## Dataset records
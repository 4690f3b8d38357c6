//! Conference sessions: input parsing and read queries.
//!
//! Creation, speaker assignment and deletion change speaker links and live in
//! [`crate::linkage`].

use crate::ConferenceEnvironment;
use chrono::{NaiveDate, NaiveTime};
use conference_core::entity::{Conference, ConferenceSession, PropertyValue, SessionType, Speaker};
use conference_core::error::{ConferenceError, Result};
use conference_core::key::{Kind, Reference};
use conference_core::store::{Operator, Predicate, Query, Stored, fetch_all};

/// Format of session start times, e.g. `"10:30 AM"`.
pub const START_TIME_FORMAT: &str = "%I:%M %p";

/// Default session length in minutes.
pub const DEFAULT_DURATION: u32 = 60;

/// Default start time.
pub const DEFAULT_START_TIME: &str = "10:30 AM";

/// Sessions starting at or after this hour are evening sessions.
const EVENING_STARTS: u32 = 19;

/// Fields of a new session.
#[derive(Clone, Debug, Default, PartialEq, Eq)]
pub struct NewSession {
    /// Name, required.
    pub name: String,
    /// Highlights.
    pub highlights: Option<String>,
    /// Speaker to link the session to.
    pub speaker: Option<Reference>,
    /// Start time as `HH:MM AM`; defaults to 10:30 AM.
    pub start_time: Option<String>,
    /// Duration in minutes; defaults to 60.
    pub duration: Option<u32>,
    /// Session type; defaults to `UNKNOWN`.
    pub type_of_session: Option<SessionType>,
    /// Day as `YYYY-MM-DD`.
    pub date: Option<String>,
}

impl NewSession {
    /// Build the entity, applying defaults. The speaker link is left to the caller.
    ///
    /// # Errors
    ///
    /// `BadRequest` when the name is blank or a date/time does not parse.
    pub fn into_session(self) -> Result<ConferenceSession> {
        crate::require(&self.name, "Session 'name' field required")?;
        Ok(ConferenceSession {
            name: self.name,
            highlights: self.highlights,
            speaker_key: None,
            start_time: Some(parse_start_time(
                self.start_time.as_deref().unwrap_or(DEFAULT_START_TIME),
            )?),
            duration: self.duration.unwrap_or(DEFAULT_DURATION),
            type_of_session: self.type_of_session.unwrap_or_default(),
            date: self.date.as_deref().map(parse_date).transpose()?,
        })
    }
}

/// Parse a 12-hour start time such as `"07:45 PM"`.
///
/// # Errors
///
/// `BadRequest` when the text does not match [`START_TIME_FORMAT`].
pub fn parse_start_time(text: &str) -> Result<NaiveTime> {
    NaiveTime::parse_from_str(text.trim(), START_TIME_FORMAT).map_err(|e| {
        ConferenceError::BadRequest(format!("Invalid start time {text:?} (expected HH:MM AM): {e}"))
    })
}

/// Parse a `YYYY-MM-DD` date, ignoring anything after the first ten characters.
///
/// # Errors
///
/// `BadRequest` when the date does not parse.
pub fn parse_date(text: &str) -> Result<NaiveDate> {
    let day = text.get(..10).unwrap_or(text);
    NaiveDate::parse_from_str(day, "%Y-%m-%d").map_err(|e| {
        ConferenceError::BadRequest(format!("Invalid date {text:?} (expected YYYY-MM-DD): {e}"))
    })
}

/// Session read queries.
#[derive(Clone)]
pub struct SessionDirectory {
    env: ConferenceEnvironment,
}

impl SessionDirectory {
    /// Create the directory.
    #[must_use]
    pub const fn new(env: ConferenceEnvironment) -> Self {
        Self { env }
    }

    /// One session.
    ///
    /// # Errors
    ///
    /// `BadRequest` for a malformed reference, `NotFound` if absent.
    pub async fn get_session(&self, session: &Reference) -> Result<Stored<ConferenceSession>> {
        self.env.load(session).await
    }

    /// Sessions of a conference, by name.
    ///
    /// # Errors
    ///
    /// `BadRequest` for a malformed reference, `NotFound` if the conference is absent.
    pub async fn conference_sessions(&self, conference: &Reference) -> Result<Vec<Stored<ConferenceSession>>> {
        let stored = self.env.load::<Conference>(conference).await?;
        self.query(Query::kind(Kind::ConferenceSession).ancestor(stored.key).order_by("name"))
            .await
    }

    /// Sessions of a conference with the given type, by name.
    ///
    /// # Errors
    ///
    /// `BadRequest` for a malformed reference, `NotFound` if the conference is absent.
    pub async fn sessions_by_type(
        &self,
        conference: &Reference,
        session_type: SessionType,
    ) -> Result<Vec<Stored<ConferenceSession>>> {
        let stored = self.env.load::<Conference>(conference).await?;
        self.query(
            Query::kind(Kind::ConferenceSession)
                .ancestor(stored.key)
                .filter(Predicate::eq("typeOfSession", PropertyValue::text(session_type.as_str())))
                .order_by("name"),
        )
        .await
    }

    /// Every session given by a speaker, across conferences, by name.
    ///
    /// # Errors
    ///
    /// `BadRequest` for a malformed reference, `NotFound` if the speaker is absent.
    pub async fn sessions_by_speaker(&self, speaker: &Reference) -> Result<Vec<Stored<ConferenceSession>>> {
        let stored = self.env.load::<Speaker>(speaker).await?;
        self.query(
            Query::kind(Kind::ConferenceSession)
                .filter(Predicate::eq(
                    "speakerKey",
                    PropertyValue::text(stored.key.to_reference().as_str()),
                ))
                .order_by("name"),
        )
        .await
    }

    /// Every session, by name.
    ///
    /// # Errors
    ///
    /// `Store` errors.
    pub async fn all_sessions(&self) -> Result<Vec<Stored<ConferenceSession>>> {
        self.query(Query::kind(Kind::ConferenceSession).order_by("name")).await
    }

    /// Sessions that are not workshops and start before 7 PM.
    ///
    /// The store query carries the single inequality (start time); the type
    /// exclusion is a second inequality and is applied here.
    ///
    /// # Errors
    ///
    /// `Store` errors.
    pub async fn daytime_non_workshop_sessions(&self) -> Result<Vec<Stored<ConferenceSession>>> {
        let evening = NaiveTime::from_hms_opt(EVENING_STARTS, 0, 0).unwrap_or(NaiveTime::MIN);
        let sessions = self
            .query(
                Query::kind(Kind::ConferenceSession)
                    .filter(Predicate::new("startTime", Operator::Lt, PropertyValue::Time(evening)))
                    .order_by("startTime")
                    .order_by("name"),
            )
            .await?;
        Ok(sessions
            .into_iter()
            .filter(|stored| stored.value.type_of_session != SessionType::Workshop)
            .collect())
    }

    async fn query(&self, query: Query) -> Result<Vec<Stored<ConferenceSession>>> {
        Ok(fetch_all(self.env.store.as_ref(), query).await?)
    }
}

## Action item
Take every line above where "NewSession" appears and copy it.

## Solution to this problem
pub struct NewSession {
impl NewSession {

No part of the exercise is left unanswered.